BONN, Germany — The European Investment Bank (EIB) and the Caribbean Development Bank (CDB) have set up an emergency post-disaster reconstruction financing initiative to help the Caribbean region recover from recent hurricane events.
The arrangement will support investments for infrastructure reconstruction projects in the Caribbean in the wake of the recent hurricanes. The new US$24 million financing package is an addition to the US$120 million climate action framework loan signed in May this year, and which remains the EIB’s biggest loan to the Caribbean.
Eligible investments under the new loan will include infrastructure reconstruction, with a focus on “building back better” and integrating climate risk and vulnerability assessments into the projects. This will help reduce the bank’s borrowing member countries’ vulnerability to future natural disasters and worsening climate change impacts. As well as infrastructure, financing to communities for low-carbon and climate-resilience measures such as improved water resource management are also foreseen.
CDB president Warren Smith and EIB vice president responsible for climate action, Jonathan Taylor, signed the new agreement during the UN Climate Change Conference (COP 23) in Bonn, Germany. Small island developing states is a key theme for the event this year under the Fijian presidency. Against this backdrop, CDB and EIB presented innovative solutions to climate challenges during an event focusing on climate action in the Caribbean, attended by the prime minister of Grenada, Dr Keith Mitchell; prime minister of Saint Lucia, Allen Chastanet, and other stakeholders.
“In response to the devastation caused by hurricanes in the region in recent weeks, the EIB and CDB rapidly agreed to commit additional resources to support reconstruction investment projects in the Caribbean.

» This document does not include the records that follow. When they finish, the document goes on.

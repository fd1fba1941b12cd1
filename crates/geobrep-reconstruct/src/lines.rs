//! Line tracing along surface borders.
//!
//! A line is traced from a border edge starting at a corner, following
//! `next_on_border` until the next corner. Traced lines are matched against
//! lines already created between the same corners, forward first, then
//! reversed, so adjoining surfaces describing the same curve share one
//! line.

use std::collections::BTreeMap;

use geobrep_math::{Point3, Tolerance};
use geobrep_mesh::PolygonEdge;
use geobrep_topo::{
    BRepModel, ComponentKind, ComponentVertex, CornerId, Incidence, Inspection, LineId, SurfaceId,
    UniqueVertexId,
};
use tracing::{debug, info, warn};

use crate::corners::CornerDetector;
use crate::error::{ReconstructError, Result};

/// A border polyline traced on one surface between two corners.
#[derive(Debug, Clone, PartialEq)]
pub struct TracedLine {
    /// Surface the line was traced on.
    pub surface: SurfaceId,
    /// Surface-local vertices, in tracing order.
    pub vertices: Vec<u32>,
    /// Unique vertex of each traced vertex, if assigned.
    pub unique_vertices: Vec<Option<UniqueVertexId>>,
    /// Positions of the traced vertices.
    pub points: Vec<Point3>,
    /// Start and end corner.
    pub corners: [CornerId; 2],
}

/// How a traced line was reconciled with existing lines.
#[derive(Debug, Clone, Copy, PartialEq, Eq)]
pub enum LineMatch {
    /// No existing line matched; a new one was created.
    Created(LineId),
    /// An existing line runs the same way.
    Same(LineId),
    /// An existing line runs the opposite way.
    Reversed(LineId),
}

impl LineMatch {
    /// The matched or created line.
    pub fn line(&self) -> LineId {
        match *self {
            LineMatch::Created(id) | LineMatch::Same(id) | LineMatch::Reversed(id) => id,
        }
    }
}

/// Traces and deduplicates lines on surface borders.
pub struct LineTracer<'m> {
    model: &'m mut BRepModel,
    tolerance: Tolerance,
    corners_to_lines: BTreeMap<(CornerId, CornerId), Vec<LineId>>,
}

impl<'m> LineTracer<'m> {
    /// Create a tracer over `model`, indexing the lines it already holds.
    pub fn new(model: &'m mut BRepModel, tolerance: Tolerance) -> Self {
        let mut corners_to_lines: BTreeMap<(CornerId, CornerId), Vec<LineId>> = BTreeMap::new();
        for (id, line) in &model.lines {
            corners_to_lines
                .entry((line.corners[0], line.corners[1]))
                .or_default()
                .push(id);
        }
        Self {
            model,
            tolerance,
            corners_to_lines,
        }
    }

    /// Trace the border of `surface` from `start` until a corner.
    pub fn trace(&self, surface: SurfaceId, start: PolygonEdge) -> Result<TracedLine> {
        let data = &self.model.surfaces[surface];
        let mesh = &data.mesh;
        let unique_vertex = |v: u32| self.model.unique_vertex(ComponentVertex::new(surface, v));
        let corner_at = |v: u32| unique_vertex(v).and_then(|uv| self.model.corner_of_unique_vertex(uv));

        let [first, _] = mesh.polygon_edge_vertices(start);
        let start_corner = match corner_at(first) {
            Some(corner) if mesh.is_edge_on_border(start) => corner,
            _ => {
                return Err(ReconstructError::LineStartNotFound {
                    surface: data.name.clone(),
                    vertex: first,
                })
            }
        };

        let max_vertices = mesh.nb_polygons() * 3 + 1;
        let mut vertices = vec![first];
        let mut current = start;
        let end_corner = loop {
            let [_, end] = mesh.polygon_edge_vertices(current);
            vertices.push(end);
            if let Some(corner) = corner_at(end) {
                break corner;
            }
            let open_border = || ReconstructError::OpenBorder {
                surface: data.name.clone(),
                vertex: end,
            };
            if vertices.len() > max_vertices {
                return Err(open_border());
            }
            current = mesh.next_on_border(current).ok_or_else(open_border)?;
        };

        Ok(TracedLine {
            surface,
            unique_vertices: vertices.iter().map(|&v| unique_vertex(v)).collect(),
            points: vertices.iter().map(|&v| *mesh.point(v)).collect(),
            vertices,
            corners: [start_corner, end_corner],
        })
    }

    /// Reuse an existing line equal to `traced` (same or reversed point
    /// sequence within tolerance), or create a new one.
    pub fn find_or_create_line(&mut self, traced: &TracedLine) -> LineMatch {
        let [c0, c1] = traced.corners;
        if let Some(line) = self.find_equal_line((c0, c1), &traced.points, false) {
            return LineMatch::Same(line);
        }
        if let Some(line) = self.find_equal_line((c1, c0), &traced.points, true) {
            return LineMatch::Reversed(line);
        }

        let line = self.model.add_line(traced.points.clone(), traced.corners);
        for (i, uv) in traced.unique_vertices.iter().enumerate() {
            if let Some(uv) = uv {
                self.model
                    .set_unique_vertex(ComponentVertex::new(line, i as u32), *uv);
            }
        }
        self.corners_to_lines.entry((c0, c1)).or_default().push(line);
        debug!(
            surface = %self.model.surfaces[traced.surface].name,
            vertices = traced.points.len(),
            "Line created"
        );
        LineMatch::Created(line)
    }

    /// Trace every line on the border of `surface` and register the
    /// line-surface relations: a line traced once bounds the surface, a
    /// line traced twice (once per side) is internal to it.
    pub fn trace_surface(&mut self, surface: SurfaceId) -> Result<Vec<LineMatch>> {
        let starts: Vec<PolygonEdge> = {
            let mesh = &self.model.surfaces[surface].mesh;
            mesh.border_edges()
                .into_iter()
                .filter(|&edge| {
                    let [v0, _] = mesh.polygon_edge_vertices(edge);
                    self.model
                        .unique_vertex(ComponentVertex::new(surface, v0))
                        .and_then(|uv| self.model.corner_of_unique_vertex(uv))
                        .is_some()
                })
                .collect()
        };

        let mut matches = Vec::with_capacity(starts.len());
        let mut counts: BTreeMap<LineId, usize> = BTreeMap::new();
        for start in starts {
            let traced = self.trace(surface, start)?;
            let found = self.find_or_create_line(&traced);
            *counts.entry(found.line()).or_default() += 1;
            matches.push(found);
        }

        for (line, count) in counts {
            let incidence = match count {
                1 => Incidence::Boundary,
                2 => Incidence::Internal,
                _ => {
                    warn!(
                        surface = %self.model.surfaces[surface].name,
                        count,
                        "Line traced an unexpected number of times on surface border"
                    );
                    self.model.record_inspection(Inspection::UnexpectedLineIncidence {
                        line,
                        surface,
                        count,
                    });
                    Incidence::Internal
                }
            };
            self.model.add_line_surface_relation(line, surface, incidence);
        }
        Ok(matches)
    }

    /// Trace the borders of every given surface, in order.
    pub fn trace_surfaces(&mut self, surfaces: &[SurfaceId]) -> Result<()> {
        for &surface in surfaces {
            self.trace_surface(surface)?;
        }
        info!(lines = self.model.lines.len(), "Lines traced");
        Ok(())
    }

    fn find_equal_line(
        &self,
        key: (CornerId, CornerId),
        points: &[Point3],
        reversed: bool,
    ) -> Option<LineId> {
        let candidates = self.corners_to_lines.get(&key)?;
        candidates.iter().copied().find(|&id| {
            let existing = &self.model.lines[id].points;
            existing.len() == points.len()
                && existing.iter().enumerate().all(|(i, p)| {
                    let j = if reversed { points.len() - 1 - i } else { i };
                    self.tolerance.points_equal(p, &points[j])
                })
        })
    }
}

/// Find lines running through the interior of surfaces they are not
/// related to, and register them as internal.
///
/// A surface contains a line when every line segment is an edge of the
/// surface mesh between vertices carrying the segment's unique vertices.
/// The surface is not cut; each case is logged and recorded for
/// inspection. Returns the number of relations added.
pub fn check_uncut_internal_lines(model: &mut BRepModel) -> usize {
    let mut found = Vec::new();
    for (line, _) in &model.lines {
        let Some(uvs) = model
            .vertices()
            .unique_vertices_of(line.into())
            .iter()
            .copied()
            .collect::<Option<Vec<UniqueVertexId>>>()
        else {
            continue;
        };
        if uvs.len() < 2 {
            continue;
        }
        let candidates = CornerDetector::incident_surfaces(model, uvs[0]);
        for surface in candidates {
            if model.line_surface_relation(line, surface).is_some() {
                continue;
            }
            if surface_contains_polyline(model, surface, &uvs) {
                found.push((line, surface));
            }
        }
    }

    for &(line, surface) in &found {
        warn!(
            surface = %model.surfaces[surface].name,
            "Surface should be cut along an internal line"
        );
        model.add_line_surface_relation(line, surface, Incidence::Internal);
        model.record_inspection(Inspection::UncutInternalLine { line, surface });
    }
    found.len()
}

fn surface_contains_polyline(model: &BRepModel, surface: SurfaceId, uvs: &[UniqueVertexId]) -> bool {
    let mesh = &model.surfaces[surface].mesh;
    let ids = model.vertices();
    uvs.windows(2).all(|segment| {
        ids.component_vertices_in(segment[0], surface.into()).any(|a| {
            ids.component_vertices_in(segment[1], surface.into()).any(|b| {
                mesh.polygon_edge_from_vertices(a, b).is_some()
                    || mesh.polygon_edge_from_vertices(b, a).is_some()
            })
        })
    })
}

/// True when some line vertex sits on `unique_vertex`.
pub(crate) fn is_on_line(model: &BRepModel, unique_vertex: UniqueVertexId) -> bool {
    model
        .vertices()
        .has_component_of_kind(unique_vertex, ComponentKind::Line)
}
#![warn(missing_docs)]

//! Writers for reconstructed models.
//!
//! The reconstruction engine knows nothing about output formats; each
//! writer here only reads the finished [`geobrep_topo::BRepModel`] and, when
//! it needs orientation, a [`geobrep_reconstruct::RegionSurfaceSide`].
//!
//! - [`snapshot`]: a neutral, index-based JSON image of the model that can
//!   be reloaded.
//! - [`model3d`]: GOCAD Model3d (`.ml`).

pub mod error;
pub mod model3d;
pub mod snapshot;

pub use error::{ExportError, Result};
pub use model3d::{save_model3d, write_model3d, UNCLASSIFIED_SURFACES};
pub use snapshot::ModelSnapshot;
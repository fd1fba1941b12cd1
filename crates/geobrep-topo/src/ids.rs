//! Typed identifiers.

use std::fmt;

slotmap::new_key_type! {
    /// Identifier of a [`Corner`](crate::Corner).
    pub struct CornerId;
    /// Identifier of a [`Line`](crate::Line).
    pub struct LineId;
    /// Identifier of a [`Surface`](crate::Surface).
    pub struct SurfaceId;
    /// Identifier of a [`Block`](crate::Block).
    pub struct BlockId;
    /// Identifier of a [`Collection`](crate::Collection).
    pub struct CollectionId;
}

/// Model-wide vertex identifier shared by every component vertex located
/// at the same physical point.
#[derive(Debug, Clone, Copy, PartialEq, Eq, Hash, PartialOrd, Ord)]
pub struct UniqueVertexId(pub(crate) u32);

impl UniqueVertexId {
    /// Position of this vertex in the unique-vertex table.
    pub fn index(self) -> usize {
        self.0 as usize
    }
}

impl fmt::Display for UniqueVertexId {
    fn fmt(&self, f: &mut fmt::Formatter<'_>) -> fmt::Result {
        write!(f, "uv{}", self.0)
    }
}

/// Kind of a model component.
#[derive(Debug, Clone, Copy, PartialEq, Eq, Hash, PartialOrd, Ord)]
pub enum ComponentKind {
    /// Zero-dimensional junction.
    Corner,
    /// Polyline between corners.
    Line,
    /// Triangulated patch.
    Surface,
    /// Volumetric region.
    Block,
}

/// Any model component.
#[derive(Debug, Clone, Copy, PartialEq, Eq, Hash, PartialOrd, Ord)]
pub enum ComponentId {
    /// A corner.
    Corner(CornerId),
    /// A line.
    Line(LineId),
    /// A surface.
    Surface(SurfaceId),
    /// A block.
    Block(BlockId),
}

impl ComponentId {
    /// Kind of this component.
    pub fn kind(&self) -> ComponentKind {
        match self {
            ComponentId::Corner(_) => ComponentKind::Corner,
            ComponentId::Line(_) => ComponentKind::Line,
            ComponentId::Surface(_) => ComponentKind::Surface,
            ComponentId::Block(_) => ComponentKind::Block,
        }
    }
}

impl From<CornerId> for ComponentId {
    fn from(id: CornerId) -> Self {
        ComponentId::Corner(id)
    }
}

impl From<LineId> for ComponentId {
    fn from(id: LineId) -> Self {
        ComponentId::Line(id)
    }
}

impl From<SurfaceId> for ComponentId {
    fn from(id: SurfaceId) -> Self {
        ComponentId::Surface(id)
    }
}

impl From<BlockId> for ComponentId {
    fn from(id: BlockId) -> Self {
        ComponentId::Block(id)
    }
}

/// A vertex of a component, by local index.
#[derive(Debug, Clone, Copy, PartialEq, Eq, Hash, PartialOrd, Ord)]
pub struct ComponentVertex {
    /// Owning component.
    pub component: ComponentId,
    /// Local vertex index in the component's mesh.
    pub vertex: u32,
}

impl ComponentVertex {
    /// Create a component vertex reference.
    pub fn new(component: impl Into<ComponentId>, vertex: u32) -> Self {
        Self {
            component: component.into(),
            vertex,
        }
    }
}
//! TOML configuration.
//!
//! ```toml
//! [reconstruction]
//! epsilon_factor = 1e-7
//! degenerate_volume_ratio = 1e-12
//! close_cornerless_loops = true
//! ```

use std::path::Path;

use anyhow::{Context, Result};
use geobrep_reconstruct::ReconstructionParams;
use serde::{Deserialize, Serialize};

/// Contents of a configuration file. Missing sections take their defaults.
#[derive(Debug, Clone, Default, PartialEq, Serialize, Deserialize)]
#[serde(default)]
pub struct Config {
    pub reconstruction: ReconstructionParams,
}

impl Config {
    pub fn from_toml(text: &str) -> Result<Self> {
        let config: Config = toml::from_str(text).context("Invalid configuration")?;
        config
            .reconstruction
            .validate()
            .context("Invalid reconstruction parameters")?;
        Ok(config)
    }

    /// Read `path`, or use the defaults when no file is given.
    pub fn load(path: Option<&Path>) -> Result<Self> {
        match path {
            Some(path) => {
                let text = std::fs::read_to_string(path)
                    .with_context(|| format!("Failed to read config {}", path.display()))?;
                Self::from_toml(&text)
            }
            None => Ok(Self::default()),
        }
    }
}
//! Production adapters for the tuning capabilities.
//!
//! [`ProcessTuner`] holds the process-wide tuning registers the collector
//! consults; [`EnvMirror`] keeps the human-readable form of the last-applied
//! settings in environment variables for read-back.

use std::sync::atomic::{AtomicI64, AtomicU64, Ordering};
use std::sync::Mutex;

use gctune_core::tuning::{GcTrigger, RuntimeTuner, SettingsMirror};

/// Trigger register value meaning "percentage-based triggering disabled".
pub const TRIGGER_DISABLED: i64 = -1;
/// Trigger register value meaning "never set".
pub const TRIGGER_UNSET: i64 = 0;

/// Live tuning registers. A ceiling of zero means no ceiling has been set.
#[derive(Default)]
pub struct ProcessTuner {
    ceiling_bytes: AtomicU64,
    trigger_percent: AtomicI64,
}

impl ProcessTuner {
    pub fn new() -> Self {
        Self::default()
    }

    /// Current soft memory ceiling in bytes (0 = unset).
    pub fn memory_ceiling(&self) -> u64 {
        self.ceiling_bytes.load(Ordering::Relaxed)
    }

    /// Current trigger percentage, [`TRIGGER_DISABLED`], or [`TRIGGER_UNSET`].
    pub fn collector_trigger(&self) -> i64 {
        self.trigger_percent.load(Ordering::Relaxed)
    }
}

impl RuntimeTuner for ProcessTuner {
    fn set_memory_ceiling(&self, bytes: u64) {
        self.ceiling_bytes.store(bytes, Ordering::Relaxed);
    }

    fn set_collector_trigger(&self, trigger: GcTrigger) {
        let value = match trigger {
            GcTrigger::Percent(pct) => i64::from(pct),
            GcTrigger::Disabled => TRIGGER_DISABLED,
        };
        self.trigger_percent.store(value, Ordering::Relaxed);
    }
}

/// Environment-variable mirror of the last-applied settings.
///
/// Process environment access is not thread-safe on its own: `setenv` racing
/// `getenv` is undefined behavior on glibc. A single internal lock covers
/// both directions; after startup nothing else touches these variables.
#[derive(Default)]
pub struct EnvMirror {
    lock: Mutex<()>,
}

impl SettingsMirror for EnvMirror {
    fn get(&self, key: &str) -> Option<String> {
        let _guard = self.lock.lock().unwrap_or_else(|poisoned| poisoned.into_inner());
        std::env::var(key).ok()
    }

    fn set(&self, key: &str, value: &str) {
        let _guard = self.lock.lock().unwrap_or_else(|poisoned| poisoned.into_inner());
        std::env::set_var(key, value);
    }
}
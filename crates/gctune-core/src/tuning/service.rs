//! Configuration read/apply service over injected runtime capabilities.
//!
//! The live collector settings and their environment mirror are process-wide
//! singletons in production. They are abstracted here as [`RuntimeTuner`] and
//! [`SettingsMirror`] so the service can be exercised without mutating real
//! process state.

use std::sync::Arc;

use super::size::parse_byte_size;
use super::trigger::{parse_gc_trigger, GcTrigger};
use super::TuningConfig;

/// Mirror key for the memory-limit human-size string.
pub const MEMORY_LIMIT_KEY: &str = "GOMEMLIMIT";
/// Mirror key for the collector percentage (or `"off"`).
pub const GC_PERCENT_KEY: &str = "GOGC";

/// Live runtime tuning knobs.
///
/// Application calls are assumed never to fail once their input is validated
/// as a positive byte count / valid trigger token.
pub trait RuntimeTuner: Send + Sync {
    /// Set the soft memory ceiling in bytes (always strictly positive).
    fn set_memory_ceiling(&self, bytes: u64);
    /// Set or disable the collector growth trigger.
    fn set_collector_trigger(&self, trigger: GcTrigger);
}

/// Process-wide string key-value side-channel remembering the last-applied
/// human-readable settings for later read-back.
pub trait SettingsMirror: Send + Sync {
    fn get(&self, key: &str) -> Option<String>;
    fn set(&self, key: &str, value: &str);
}

/// Produces the current effective tuning configuration.
pub struct ConfigReader {
    mirror: Arc<dyn SettingsMirror>,
}

impl ConfigReader {
    pub fn new(mirror: Arc<dyn SettingsMirror>) -> Self {
        Self { mirror }
    }

    /// Read the current configuration from the mirror. Unset keys come back
    /// as empty strings; this never fails.
    pub fn read(&self) -> TuningConfig {
        TuningConfig {
            memory_limit: self.mirror.get(MEMORY_LIMIT_KEY).unwrap_or_default(),
            gc_percent: self.mirror.get(GC_PERCENT_KEY).unwrap_or_default(),
        }
    }
}

/// Validates and applies candidate configurations to the live runtime.
///
/// Fields are evaluated independently: a malformed value for one setting
/// never blocks a valid value for the other, and malformed values are
/// skipped silently rather than surfaced as errors. Every applied change is
/// immediately written back to the mirror so a subsequent read stays
/// consistent with the live runtime.
pub struct ConfigUpdater {
    tuner: Arc<dyn RuntimeTuner>,
    mirror: Arc<dyn SettingsMirror>,
}

impl ConfigUpdater {
    pub fn new(tuner: Arc<dyn RuntimeTuner>, mirror: Arc<dyn SettingsMirror>) -> Self {
        Self { tuner, mirror }
    }

    /// Apply a candidate configuration field by field.
    ///
    /// Returns the candidate verbatim as the accepted response; the true
    /// applied state is observed through a fresh [`ConfigReader::read`].
    /// Callers needing atomicity under concurrent updates must serialize
    /// calls to this method (the gateway holds it behind a mutex).
    pub fn apply(&self, candidate: &TuningConfig) -> TuningConfig {
        self.apply_memory_limit(&candidate.memory_limit);
        self.apply_gc_percent(&candidate.gc_percent);
        candidate.clone()
    }

    fn apply_memory_limit(&self, raw: &str) {
        // Unparsable sizes count as zero; a ceiling of zero is never applied.
        match parse_byte_size(raw) {
            Some(bytes) if bytes > 0 => {
                self.tuner.set_memory_ceiling(bytes);
                self.mirror.set(MEMORY_LIMIT_KEY, raw);
                tracing::info!(limit = %raw, bytes, "memory ceiling applied");
            }
            _ => {
                if !raw.is_empty() {
                    tracing::debug!(limit = %raw, "memory limit skipped (unparsable or zero)");
                }
            }
        }
    }

    fn apply_gc_percent(&self, raw: &str) {
        match parse_gc_trigger(raw) {
            Some(trigger @ GcTrigger::Percent(pct)) => {
                self.tuner.set_collector_trigger(trigger);
                self.mirror.set(GC_PERCENT_KEY, raw);
                tracing::info!(percent = pct, "collector trigger applied");
            }
            Some(GcTrigger::Disabled) => {
                self.tuner.set_collector_trigger(GcTrigger::Disabled);
                self.mirror.set(GC_PERCENT_KEY, raw);
                tracing::info!("collector trigger disabled");
            }
            None => {
                if !raw.is_empty() {
                    tracing::debug!(percent = %raw, "gc percent skipped (invalid)");
                }
            }
        }
    }
}
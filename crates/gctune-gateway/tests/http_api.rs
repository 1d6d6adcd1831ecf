//! Config API and metrics-page dispatch through the full router.

#![allow(clippy::unwrap_used)]
#![allow(clippy::expect_used)]
#![allow(clippy::panic)]

use std::collections::HashMap;
use std::sync::{Arc, Mutex};

use axum::body::Body;
use axum::http::{header, Request, StatusCode};
use axum::Router;
use tower::ServiceExt;

use gctune_core::tuning::{SettingsMirror, TuningConfig, GC_PERCENT_KEY, MEMORY_LIMIT_KEY};
use gctune_gateway::{app_state::AppState, config::GatewayConfig, router};

#[derive(Default)]
struct MapMirror {
    entries: Mutex<HashMap<String, String>>,
}

impl SettingsMirror for MapMirror {
    fn get(&self, key: &str) -> Option<String> {
        self.entries.lock().unwrap().get(key).cloned()
    }
    fn set(&self, key: &str, value: &str) {
        self.entries
            .lock()
            .unwrap()
            .insert(key.to_string(), value.to_string());
    }
}

fn test_router() -> Router {
    test_router_seeded("", "")
}

fn test_router_seeded(limit: &str, percent: &str) -> Router {
    let mirror = MapMirror::default();
    if !limit.is_empty() {
        mirror.set(MEMORY_LIMIT_KEY, limit);
    }
    if !percent.is_empty() {
        mirror.set(GC_PERCENT_KEY, percent);
    }
    let state = AppState::with_mirror(GatewayConfig::default(), Arc::new(mirror));
    router::build_router(state)
}

async fn body_string(body: Body) -> String {
    let bytes = axum::body::to_bytes(body, 64 * 1024).await.unwrap();
    String::from_utf8(bytes.to_vec()).unwrap()
}

fn get(uri: &str) -> Request<Body> {
    Request::builder().uri(uri).body(Body::empty()).unwrap()
}

fn post_json(uri: &str, body: &str) -> Request<Body> {
    Request::builder()
        .method("POST")
        .uri(uri)
        .header(header::CONTENT_TYPE, "application/json")
        .body(Body::from(body.to_string()))
        .unwrap()
}

#[tokio::test]
async fn get_config_returns_mirror_state() {
    let app = test_router_seeded("30MiB", "100");

    let res = app.oneshot(get("/config")).await.unwrap();
    assert_eq!(res.status(), StatusCode::OK);

    let cfg: TuningConfig = serde_json::from_str(&body_string(res.into_body()).await).unwrap();
    assert_eq!(cfg.memory_limit, "30MiB");
    assert_eq!(cfg.gc_percent, "100");
}

#[tokio::test]
async fn get_config_on_unset_mirror_returns_empty_strings() {
    let app = test_router();

    let res = app.oneshot(get("/config")).await.unwrap();
    assert_eq!(res.status(), StatusCode::OK);

    let body = body_string(res.into_body()).await;
    assert_eq!(body, r#"{"gomemlimit":"","gogc":""}"#);
}

#[tokio::test]
async fn post_config_echoes_candidate_and_applies() {
    let app = test_router_seeded("100MiB", "off");

    let res = app
        .clone()
        .oneshot(post_json("/config", r#"{"gomemlimit":"30MiB","gogc":"100"}"#))
        .await
        .unwrap();
    assert_eq!(res.status(), StatusCode::OK);

    let echoed: TuningConfig = serde_json::from_str(&body_string(res.into_body()).await).unwrap();
    assert_eq!(echoed.memory_limit, "30MiB");
    assert_eq!(echoed.gc_percent, "100");

    // A fresh read observes the applied state.
    let res = app.oneshot(get("/config")).await.unwrap();
    let cfg: TuningConfig = serde_json::from_str(&body_string(res.into_body()).await).unwrap();
    assert_eq!(cfg.memory_limit, "30MiB");
    assert_eq!(cfg.gc_percent, "100");
}

#[tokio::test]
async fn post_config_partial_apply() {
    let app = test_router_seeded("100MiB", "off");

    let res = app
        .clone()
        .oneshot(post_json("/config", r#"{"gomemlimit":"bad","gogc":"100"}"#))
        .await
        .unwrap();
    // The echo is the raw candidate, even for the skipped field.
    assert_eq!(res.status(), StatusCode::OK);
    let echoed: TuningConfig = serde_json::from_str(&body_string(res.into_body()).await).unwrap();
    assert_eq!(echoed.memory_limit, "bad");

    let res = app.oneshot(get("/config")).await.unwrap();
    let cfg: TuningConfig = serde_json::from_str(&body_string(res.into_body()).await).unwrap();
    assert_eq!(cfg.memory_limit, "100MiB");
    assert_eq!(cfg.gc_percent, "100");
}

#[tokio::test]
async fn post_config_malformed_json_is_400_with_error() {
    let app = test_router();

    let res = app
        .oneshot(post_json("/config", r#"{"gomemlimit": 30"#))
        .await
        .unwrap();
    assert_eq!(res.status(), StatusCode::BAD_REQUEST);

    let body: serde_json::Value =
        serde_json::from_str(&body_string(res.into_body()).await).unwrap();
    assert_eq!(body["code"], "BAD_REQUEST");
    assert!(!body["error"].as_str().unwrap().is_empty());
}

#[tokio::test]
async fn post_config_tolerates_unknown_fields() {
    let app = test_router();

    let res = app
        .clone()
        .oneshot(post_json("/config", r#"{"gomemlimit":"1MiB","bogus":"x"}"#))
        .await
        .unwrap();
    assert_eq!(res.status(), StatusCode::OK);

    // The known field is applied as usual.
    let res = app.oneshot(get("/config")).await.unwrap();
    let cfg: TuningConfig = serde_json::from_str(&body_string(res.into_body()).await).unwrap();
    assert_eq!(cfg.memory_limit, "1MiB");
}

#[tokio::test]
async fn metrics_page_served_under_debug_prefix() {
    let app = test_router();

    let res = app.oneshot(get("/debug/statsviz/")).await.unwrap();
    assert_eq!(res.status(), StatusCode::OK);
    assert!(body_string(res.into_body()).await.contains("gctune statsviz"));
}

#[tokio::test]
async fn metrics_page_served_for_any_non_ws_suffix() {
    let app = test_router();

    let res = app.oneshot(get("/debug/statsviz/whatever")).await.unwrap();
    assert_eq!(res.status(), StatusCode::OK);
    assert!(body_string(res.into_body()).await.contains("gctune statsviz"));
}

#[tokio::test]
async fn ws_route_requires_upgrade() {
    let app = test_router();

    // A plain GET (no upgrade headers) must land on the stream endpoint,
    // not the page fallback.
    let res = app.oneshot(get("/debug/statsviz/ws")).await.unwrap();
    assert_ne!(res.status(), StatusCode::OK);
}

The US$24 million post-hurricane reconstruction initiative comes in addition to the US$120 million loan to CDB for financing climate change mitigation, adaptation and resilience projects which we signed earlier this year. We stand committed to developing our fruitful 40 year partnership with CDB, to support climate-resilient projects in the Caribbean and to help to adequately tackle the challenges related to climate change,” Taylor said.
“The 2017 hurricane season was one of the most devastating the Caribbean has ever experienced, and underscored the urgent need for investment in climate-resilient infrastructure in our region. The signing of this agreement is another milestone in our longstanding partnership with EIB, and will facilitate CDB’s increased support for resilient reconstruction in the Caribbean. We remain committed to work with our partners to mobilise resources needed to ‘build back better’ and, despite the recent setbacks, help the most vulnerable countries of our region to remain focused on meeting their goals for sustainable development,” Smith added.
To date, CDB has committed all of the resources under the first climate action line of credit – US$65.6 million – for seven projects. This co-financing is associated with total project financing of US$191 million.
Since CDB’s climate resilience strategy was approved in 2012, 58 percent of projects financed have included climate change adaptation and/or mitigation elements in the climate-sensitive sectors of water, education, agriculture, and physical infrastructure such as sea defences, drainage, and roads. Using the joint multilateral development bank methodology, climate financing represented 13 percent of total CDB project financing in 2015. In 2016, CDB approved US$50 million for projects with explicit climate resilience and sustainable energy actions.
A pipeline of climate action projects amounting to over US$300 million and which may be eligible for funding from this new loan has been developed with financing of an EIB-funded technical assistance programme.
The EIB has supported development and economic activity in the Caribbean with loans and equity investment worth EUR 1.6 billion. The EIB is the world’s largest multilateral financier of climate action with EUR 19 billion of lending for this sector in 2016, including EUR 1.9 billion targeted at developing countries.